01 Oct 24 MJ Lenderman – ‘Manning Fireworks’
Album / Anti / 06.09.2024
Americana folk
Sur le forum de discussion interne à la rédaction de Mowno, les nano-critiques fusent au gré des sorties, en guise de premières impressions lâchées à chaud, selon les humeurs des chroniqueurs, comme une manière de sonder les avis de chacun. Ainsi, ce message (initialement intégralement en majuscule) au sujet de Manning Fireworks, un lundi de septembre en fin de soirée : ‘Bon ça y est, je suis amoureux de MJ Lenderman, best musique pour rentrer beurré d’un concert hardcore en crevant la dalle‘. En quelques phrases, le chroniqueur mettait le doigt sur le flux de tension qui traverse de part en part le nouvel opus de la coqueluche Americana de ces dernières années.

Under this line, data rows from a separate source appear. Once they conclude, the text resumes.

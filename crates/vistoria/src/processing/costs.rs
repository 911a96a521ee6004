//! Cost rollup over an inspection's checklist, plus read-only quotes.

use log::{info, warn};
use serde::{Deserialize, Serialize};

use super::{round_cents, ProcessingContext, ReportStatus};
use crate::db::{checklist_repo, inspection_repo, tariff_repo, Database, DatabaseError};
use crate::model::{ChecklistEntry, ConditionStatus, CostTariff};

/// One priced checklist entry.
#[derive(Debug, Clone, PartialEq, Serialize, Deserialize)]
pub struct CostLine {
    pub room: String,
    pub item: String,
    pub status: ConditionStatus,
    pub cost: f64,
    #[serde(default, skip_serializing_if = "Option::is_none")]
    pub repair_type: Option<String>,
    #[serde(default, skip_serializing_if = "Option::is_none")]
    pub unit: Option<String>,
    #[serde(default, skip_serializing_if = "Option::is_none")]
    pub description: Option<String>,
}

impl CostLine {
    fn new(entry: &ChecklistEntry, cost: f64, tariff: Option<CostTariff>) -> Self {
        let (repair_type, unit, description) = match tariff {
            Some(t) => (Some(t.repair_type), Some(t.unit), t.description),
            None => (None, None, None),
        };
        Self {
            room: entry.room.clone(),
            item: entry.item.clone(),
            status: entry.status,
            cost,
            repair_type,
            unit,
            description,
        }
    }
}

#[derive(Debug, Clone, PartialEq, Serialize, Deserialize)]
pub struct CostReport {
    pub inspection_id: i64,
    pub region: String,
    pub currency: String,
    pub total_cost: f64,
    pub detailed_costs: Vec<CostLine>,
    /// Number of entries that needed repair.
    pub items_processed: usize,
    pub status: ReportStatus,
    #[serde(default, skip_serializing_if = "Option::is_none")]
    pub error: Option<String>,
}

impl CostReport {
    fn failed(inspection_id: i64, region: String, currency: String, error: String) -> Self {
        Self {
            inspection_id,
            region,
            currency,
            total_cost: 0.0,
            detailed_costs: Vec::new(),
            items_processed: 0,
            status: ReportStatus::Failed,
            error: Some(error),
        }
    }
}

/// Recomputes every entry's repair estimate and the inspection total.
///
/// Damaged and missing entries take the tariff for (region, item) or the
/// fallback cost; all other entries are reset to 0. Runs in one
/// transaction, so a failure leaves every estimate untouched. `region`
/// defaults to the inspection's own region.
pub fn recalculate_costs(
    ctx: &ProcessingContext,
    inspection_id: i64,
    region: Option<&str>,
) -> CostReport {
    let settings = &ctx.settings;
    let currency = settings.currency.clone();

    let outcome = ctx.db.with_transaction(|tx| {
        let Some(inspection) = inspection_repo::find_by_id_in(tx, inspection_id)? else {
            return Ok(None);
        };
        let region = region
            .map(str::to_string)
            .unwrap_or(inspection.region);

        let mut total = 0.0;
        let mut lines = Vec::new();
        for entry in checklist_repo::list_for_inspection_in(tx, inspection_id)? {
            if !entry.status.needs_repair() {
                checklist_repo::set_repair_cost_in(tx, entry.id, 0.0)?;
                continue;
            }

            let tariff = tariff_repo::find_in(tx, &region, &entry.item)?;
            let cost = round_cents(
                tariff
                    .as_ref()
                    .map(|t| t.cost_per_unit)
                    .unwrap_or(settings.fallback_item_cost),
            );
            checklist_repo::set_repair_cost_in(tx, entry.id, cost)?;
            total += cost;
            lines.push(CostLine::new(&entry, cost, tariff));
        }

        let total = round_cents(total);
        inspection_repo::set_total_cost_in(tx, inspection_id, total)?;
        Ok(Some((region, total, lines)))
    });

    let fallback_region = || {
        region
            .map(str::to_string)
            .unwrap_or_else(|| settings.default_region.clone())
    };
    match outcome {
        Ok(Some((region, total_cost, detailed_costs))) => {
            info!(
                "Inspection {} repair estimate: {:.2} {} over {} items",
                inspection_id,
                total_cost,
                currency,
                detailed_costs.len()
            );
            CostReport {
                inspection_id,
                region,
                currency,
                total_cost,
                items_processed: detailed_costs.len(),
                detailed_costs,
                status: ReportStatus::Success,
                error: None,
            }
        }
        Ok(None) => CostReport::failed(
            inspection_id,
            fallback_region(),
            currency,
            crate::error::DomainError::InspectionNotFound(inspection_id).to_string(),
        ),
        Err(e) => {
            warn!("Cost rollup for inspection {} rolled back: {}", inspection_id, e);
            CostReport::failed(inspection_id, fallback_region(), currency, e.to_string())
        }
    }
}

/// An item to quote, independent of any stored inspection.
#[derive(Debug, Clone, PartialEq, Serialize, Deserialize)]
pub struct QuoteItem {
    pub room: String,
    pub item: String,
    pub status: ConditionStatus,
}

#[derive(Debug, Clone, PartialEq, Serialize, Deserialize)]
pub struct CostEstimate {
    pub total_cost: f64,
    pub detailed_costs: Vec<CostLine>,
    pub currency: String,
    pub region: String,
}

/// Read-only quote. Only damaged or missing items with a tariff are priced;
/// nothing is written.
pub fn estimate_costs(
    db: &Database,
    items: &[QuoteItem],
    region: &str,
    currency: &str,
) -> Result<CostEstimate, DatabaseError> {
    db.with_conn(|conn| {
        let mut total = 0.0;
        let mut detailed_costs = Vec::new();
        for quote in items.iter().filter(|q| q.status.needs_repair()) {
            let Some(tariff) = tariff_repo::find_in(conn, region, &quote.item)? else {
                continue;
            };
            let cost = round_cents(tariff.cost_per_unit);
            total += cost;
            detailed_costs.push(CostLine {
                room: quote.room.clone(),
                item: quote.item.clone(),
                status: quote.status,
                cost,
                repair_type: Some(tariff.repair_type),
                unit: Some(tariff.unit),
                description: tariff.description,
            });
        }

        Ok(CostEstimate {
            total_cost: round_cents(total),
            detailed_costs,
            currency: currency.to_string(),
            region: region.to_string(),
        })
    })
}

pub fn tariffs_for_region(db: &Database, region: &str) -> Result<Vec<CostTariff>, DatabaseError> {
    tariff_repo::list_for_region(db, region)
}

Tension dont les points névralgiques seraient noués autour du sentiment amoureux, de l’état d’ivresse et, conclusion de cette trinité, de cette sensation qui nous tiraille le bide.
L’état d’ivresse, ou le rapport à l’alcool, semble être l’un des fils rouges de l’écriture de MJ Lenderman dont la carrière solo a décollé peu après la sortie du single Hangover Game (Boat Songs, 2022), soit après deux albums plus confidentiels voire expérimentaux. Quelques extraits de la prose du livret de Manning Fireworks laissent supposer que Mark Jacob continue à snobber les Alcooliques Anonymes, contrairement à pas mal de ses collègues au sein du label Anti : sur Joker Lips, il fait rimer les shooters de Kahlua et la conduite en état d’ivresse (‘Kahlua Shooter – DUA Scooter‘) ; sur Rip Torn, il y va d’une formule lapidaire : ‘You need to drink some water, It will kill the need to puke‘. Le narratif est ici titubant, en lendemain de cuite, et nous conte les nuits enfermées chez soi à jouer du Ozzy Osbourne sur Guitar Hero plutôt qu’à faire quelque chose de constructif (Bark At The Moon). Les feux d’artifice du titre sont donc à chercher non dans le décor, peu enclin aux explosions, mais dans les tripes de leur auteur.
Car le guitariste et choriste de Wednesday, en dépit de textes flirtant avec sa désinvolture et ses airs de slacker, n’en reste pas moins habité.’ Some have passion, Some have purpose‘ assène t-il dès le titre inaugural qui place d’emblée Lenderman du côté des passionnés qui ne savent pas où ils vont… En apparence tout du moins. Les routes qu’il arpente ici ont beau être choisies au feeling, à l’impulsion, au gré des ruptures amoureuses, elles ont toutes un même cadrage, assez précis : celui du style, de cette folk americana qui nous éloigne des distorsions du précédent opus. Comme si sa collaboration – brillante au demeurant – avec Waxahatchee en début d’année, l’avait poussé à s’éloigner du côté crade et DIY de ses productions antérieures pour se tourner vers quelque chose de plus harmonieux. De Joker Lips au merveilleux She’s Leaving You, il y a indéniablement des fulgurances sur Manning Fireworks mais, à le comparer à ses prédécesseurs, on y décèle aussi quelque chose de plus attendu. La fin d’album, nettement en dessous de son introduction, flirte parfois avec le calibrage.
La trajectoire de MJ Lenderman à un air de ressemblance avec celle de Bill Callahan. Les deux ont été, à des époques différentes, des coqueluches de l’indie ; ont peu à peu donné davantage d’importance à la clarté de leurs productions, partant d’albums quasi expérimentaux enregistrés dans des piaules (qu’on imagines chaotiques et insalubres), pour aboutir à des opus aux arrangements et aux sonorités typiquement américaines, évoquant les grands espaces et s’ancrant dans une tradition musicale séculaire. En d’autres termes, ils ont progressivement troqué leur côté punk au profit d’un projet plus léché. Callahan a réussi à ne jamais sombrer dans l’artificiel. Lenderman semble tenir le coup également, et continue à proposer une musique habitée, notamment portée par des textes hors-pair, en dépit d’une baisse d’inventivité dans l’enchainement des compositions ou en matière d’arrangements.
Ne nous y trompons pas : Manning Fireworks reste un des plus beaux albums folk de la rentrée. Seulement, la créativité qui faisait la qualité de l’étincelant Boat Songs – comme son côté touche à tout, foutraque et sans frontières esthétiques – s’estompe quelque peu ici. En espérant qu’à l’avenir encore, le titre de l’album et ses références aux feux d’artifice attisent la flamme plus que l’artificialité, histoire de ne pas en faire un simple amour de passage à trois grammes, à crever la dalle.